For the remaining 98 projects, we scraped all discussions, including metadata such as title, state (answered or unanswered), author, timestamp, and whether the discussion thread was converted from an existing Issue. For individual posts, we stored author, timestamp, whether a post was part of the selected answer (posts can be nested in discussions), and the HTML content.

We executed several data collection runs. The dataset we used to answer RQ1 and RQ2 was collected on July 22 and contains 7,116 discussions with 29,136 posts from 92 projects; the dataset used to answer RQ3 was collected on August 1 and contains 9,234 discussions with 32,714 posts from 92 projects. The earliest discussion thread in our dataset had started in January 2020. Note that some projects had the Discussions feature activated, but no discussion threads yet. Further, some projects converted existing Issues into Discussion threads: In the August 1 dataset, 1,104 discussions (12%) with 5,885 posts (18%) were converted from Issues, as opposed to 1,007 (14%) discussions with 5,401 posts (19%) in the older one.

4.1 Online Appendix

Our appendix containing results of our qualitative analyses is available on GitHubFootnote 8 and Zenodo (Hata et al. 2021). The appendix includes files with links to the full Discussions on GitHub. We further published the scripts we used to collect the data not available via the GitHub API.Footnote 9

5 Methods

This section describes our mixed-methods procedure including a qualitative analysis, a quantitative analysis, a survey, and a semantic analysis.

5.1 Qualitative Analysis

To understand what kind of discussions occurred in GitHub Discussions (RQ1.1), investigate the relationship between project characteristics and GitHub Discussion adoption (RQ1.3), get an initial view of developer perceptions of the GitHub Discussions feature and to understand why projects adopt GitHub Discussions (RQ2.1), and investigate how GitHub Discussions affects the projects that they belong to and in particular understand their impact on other channels and artefacts (RQ3.1), we manually annotate target instances, with multiple coders, in multiple iterations.

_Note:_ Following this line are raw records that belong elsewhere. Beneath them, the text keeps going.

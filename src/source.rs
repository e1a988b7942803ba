//! Source acquisition contract. The actual extraction mechanics
//! (unzip/untar, shallow clone, bucket download) are external collaborators;
//! this module only specifies the resulting local-directory contract and the
//! scope-mode/prefix derivation that the walker and diff engine need.

use std::path::{Path, PathBuf};

use crate::diff::ScopeMode;

/// What the caller handed the orchestrator. `Directory` is the only variant
/// this crate resolves on its own; the others describe the shape an external
/// acquirer is expected to hand back (already extracted/cloned/downloaded to
/// a local directory) together with enough information to derive scope.
#[derive(Debug, Clone)]
pub enum SourceInput {
    /// An already-local filesystem root, repo-scoped with the given prefix.
    Directory { root: PathBuf, scope_prefix: String },
    /// An extracted archive root. If it contains a `.git`-bearing
    /// subdirectory, that subdirectory becomes a repo-scoped source; else
    /// the whole extracted root is walked in flat mode.
    ExtractedArchive { root: PathBuf },
    /// A shallow-cloned repository already on disk; `repo_name` is the
    /// last URL path segment with `.git` stripped, and becomes the scope
    /// prefix.
    ClonedRepository { root: PathBuf, repo_name: String },
    /// A downloaded object-storage prefix; `bucket/prefix` becomes the scope
    /// prefix.
    DownloadedObjects { root: PathBuf, bucket: String, prefix: String },
}

/// The resolved walking plan: a local root, a scope mode, and (if
/// prefix-scoped) the prefix to prepend to every relative path.
pub struct ResolvedSource {
    pub root: PathBuf,
    pub mode: ScopeMode,
    pub scope_prefix: Option<String>,
}

impl SourceInput {
    pub fn resolve(self) -> ResolvedSource {
        match self {
            SourceInput::Directory { root, scope_prefix } => ResolvedSource {
                root,
                mode: ScopeMode::PrefixScoped,
                scope_prefix: Some(normalize_prefix(&scope_prefix)),
            },
            SourceInput::ExtractedArchive { root } => {
                if let Some(repo_root) = find_git_repo_subdir(&root) {
                    let name = repo_root
                        .file_name()
                        .map(|n| n.to_string_lossy().to_string())
                        .unwrap_or_default();
                    ResolvedSource {
                        root: repo_root,
                        mode: ScopeMode::PrefixScoped,
                        scope_prefix: Some(normalize_prefix(&name)),
                    }
                } else {
                    ResolvedSource {
                        root,
                        mode: ScopeMode::Flat,
                        scope_prefix: None,
                    }
                }
            }
            SourceInput::ClonedRepository { root, repo_name } => {
                let name = repo_name.trim_end_matches(".git");
                ResolvedSource {
                    root,
                    mode: ScopeMode::PrefixScoped,
                    scope_prefix: Some(normalize_prefix(name)),
                }
            }
            SourceInput::DownloadedObjects { root, bucket, prefix } => {
                let scope = format!("{bucket}/{prefix}");
                ResolvedSource {
                    root,
                    mode: ScopeMode::PrefixScoped,
                    scope_prefix: Some(normalize_prefix(&scope)),
                }
            }
        }
    }
}

/// Derives a repo name (last URL path segment, `.git` stripped) from a
/// remote repository URL, the way the external clone step would before
/// handing us a `ClonedRepository`.
pub fn repo_name_from_url(url: &str) -> String {
    let trimmed = url.trim_end_matches('/');
    let last = trimmed.rsplit('/').next().unwrap_or(trimmed);
    last.trim_end_matches(".git").to_string()
}

fn normalize_prefix(raw: &str) -> String {
    let trimmed = raw.trim_matches('/');
    format!("{trimmed}/")
}

/// If `root` contains exactly one subdirectory with a `.git` entry, returns
/// that subdirectory (the archive's embedded-repo case).
fn find_git_repo_subdir(root: &Path) -> Option<PathBuf> {
    let entries = std::fs::read_dir(root).ok()?;
    for entry in entries.flatten() {
        let path = entry.path();
        if path.is_dir() && path.join(".git").exists() {
            return Some(path);
        }
    }
    None
}

#[cfg(test)]
mod tests {
    use super::*;

    #[test]
    fn repo_name_strips_git_suffix() {
        assert_eq!(repo_name_from_url("https://example.com/org/my-repo.git"), "my-repo");
        assert_eq!(repo_name_from_url("https://example.com/org/my-repo"), "my-repo");
    }

    #[test]
    fn directory_source_is_prefix_scoped() {
        let resolved = SourceInput::Directory {
            root: PathBuf::from("/tmp/x"),
            scope_prefix: "repo".into(),
        }
        .resolve();
        assert_eq!(resolved.mode, ScopeMode::PrefixScoped);
        assert_eq!(resolved.scope_prefix.unwrap(), "repo/");
    }

    #[test]
    fn extracted_archive_without_git_is_flat() {
        let dir = tempfile::tempdir().unwrap();
        let resolved = SourceInput::ExtractedArchive {
            root: dir.path().to_path_buf(),
        }
        .resolve();
        assert_eq!(resolved.mode, ScopeMode::Flat);
    }

    #[test]
    fn extracted_archive_with_git_subdir_is_repo_scoped() {
        let dir = tempfile::tempdir().unwrap();
        let repo_dir = dir.path().join("my-repo");
        std::fs::create_dir_all(repo_dir.join(".git")).unwrap();

        let resolved = SourceInput::ExtractedArchive {
            root: dir.path().to_path_buf(),
        }
        .resolve();
        assert_eq!(resolved.mode, ScopeMode::PrefixScoped);
        assert_eq!(resolved.scope_prefix.unwrap(), "my-repo/");
    }
}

Discussion categories (RQ1.1)

We conduct a qualitative analysis of statistically representative samples of two groups of discussions, namely, discussions converted from Issues and not from Issues (started originally at GitHub Discussions). We have 1,007 and 6,109 discussions for the two groups, respectively. We randomly sampled a statistically representative number of discussions from each discussion group, ensuring that our findings regarding percentages within each sample would generalize to the entire groups with a confidence level of 95% and a confidence interval of 5. We obtained 278 (from Issues) and 361 Discussions (not from Issues) for our samples, for a total of 639 discussions overall.

Our codes for discussion categories were informed by a taxonomy of question categories to understand kinds of questions on Stack Overflow (Beyer et al. 2020). Since we found that their codes did not cover all types of discussions on GitHub Discussions, we developed our coding schema by modifying certain codes. The following list shows the 13 categories along with their descriptions. The top seven categories are based on the existing taxonomy (Beyer et al. 2020): some are exactly the same and the others are slightly modified. Four categories emerged from our analysis, in addition to Other and 404. These four categories are unique discussion categories in GitHub Discussions compared to questions on Stack Overflow.

  • Errors: This is said to be equivalent to the categories Error (Treude et al. 2011) and Exception handling (Beyer and Pinzger 2016). Discussions of this category contain exceptions and stack traces and ask for help in fixing errors or understanding what the exceptions mean.

  • Discrepancy: This contains the categories Discrepancy (Treude et al. 2011), Do not work (Allamanis and Sutton 2013), and What is the problem? (Beyer and Pinzger 2016). Such discussions contain questions about problems or unexpected behavior where the questioners have no clue how to solve them.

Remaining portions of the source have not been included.